• Required work: Report only the number of lines in the records that contain the word "random".

• Dataset entries:
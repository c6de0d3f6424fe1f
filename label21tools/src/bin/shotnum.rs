//! # shotnum
//!
//! Shot-Array Instance Numbering, by grid offset from the array's center
//!

use clap::Parser;
use std::error::Error;
use std::path::PathBuf;

use label21::{number_shots, BlockFont, CancelToken, ShotOptions};
use label21raw::LayerSpec;
use label21tools::{config, logging};

// => The doc-comment on `ProgramOptions` here is displayed by the `clap`-generated help docs =>

/// Number the instances of a shot cell by their grid offset from the center instance
#[derive(Parser)]
#[command(name = "shotnum")]
struct ProgramOptions {
    /// Design Input File
    #[arg(short, long)]
    input: PathBuf,
    /// Design Output File. Changes are discarded if not provided.
    #[arg(short, long)]
    output: Option<PathBuf>,
    /// Report Output File. Written to stdout as YAML if not provided.
    #[arg(short, long)]
    report: Option<PathBuf>,
    /// Run-Options File, overridden by any of the flags below
    #[arg(short, long)]
    config: Option<PathBuf>,
    /// Cell to be labeled
    #[arg(long)]
    parent: Option<String>,
    /// Cell whose instances are numbered
    #[arg(long)]
    child: Option<String>,
    /// Label width budget, in the child's units
    #[arg(long)]
    text_width: Option<f64>,
    /// Label height budget, in the child's units
    #[arg(long)]
    text_height: Option<f64>,
    /// Label anchor in the child's coordinates, in x
    #[arg(long, allow_negative_numbers = true)]
    anchor_x: Option<f64>,
    /// Label anchor in the child's coordinates, in y
    #[arg(long, allow_negative_numbers = true)]
    anchor_y: Option<f64>,
    /// Label layer, as `layer/datatype`
    #[arg(long)]
    layer: Option<LayerSpec>,
    /// Verbose Output Mode
    #[arg(short, long)]
    verbose: bool,
}
impl ProgramOptions {
    /// Merge our flags over the run-options file, if any
    fn shot_options(&self) -> Result<ShotOptions, Box<dyn Error>> {
        let mut opts: ShotOptions = config::load_options(self.config.as_deref())?;
        config::overlay(&mut opts.parent, &self.parent);
        config::overlay(&mut opts.child, &self.child);
        config::overlay(&mut opts.text_area[0], &self.text_width);
        config::overlay(&mut opts.text_area[1], &self.text_height);
        config::overlay(&mut opts.text_anchor.x, &self.anchor_x);
        config::overlay(&mut opts.text_anchor.y, &self.anchor_y);
        config::overlay(&mut opts.layer, &self.layer);
        Ok(opts)
    }
}

/// The main entry point.
/// All logic is offloaded to `_main` for sake of testing.
fn main() -> Result<(), Box<dyn Error>> {
    let options = ProgramOptions::parse();
    logging::init(options.verbose)?;
    _main(&options)
}

/// All the real logic, with `ProgramOptions` argument for sake of testing
fn _main(options: &ProgramOptions) -> Result<(), Box<dyn Error>> {
    let opts = options.shot_options()?;
    let mut lib = config::load_design(&options.input)?;
    let report = number_shots(&mut lib, &opts, &BlockFont, &CancelToken::new())?;
    config::save_design(&mut lib, options.output.as_deref())?;
    config::emit_report(&report, options.report.as_deref())?;
    Ok(())
}
pub mod ai;
pub mod clock;
pub mod config;
pub mod error;
pub mod evaluation;
pub mod random;
pub mod search;
pub mod selfplay;

pub use ai::{ComputerPlayer, Player, Strategy};
pub use clock::{Clock, StepClock, SystemClock};
pub use config::SearchConfig;
pub use error::EngineError;
pub use evaluation::{evaluate, WIN_SCORE};
pub use random::{pick_random, pick_random_with};
pub use search::{pick_best, pick_best_with_clock, search_best_move, SearchReport};
pub use selfplay::{play_game, play_many, GameRecord, MatchSummary};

• Result of this task: 2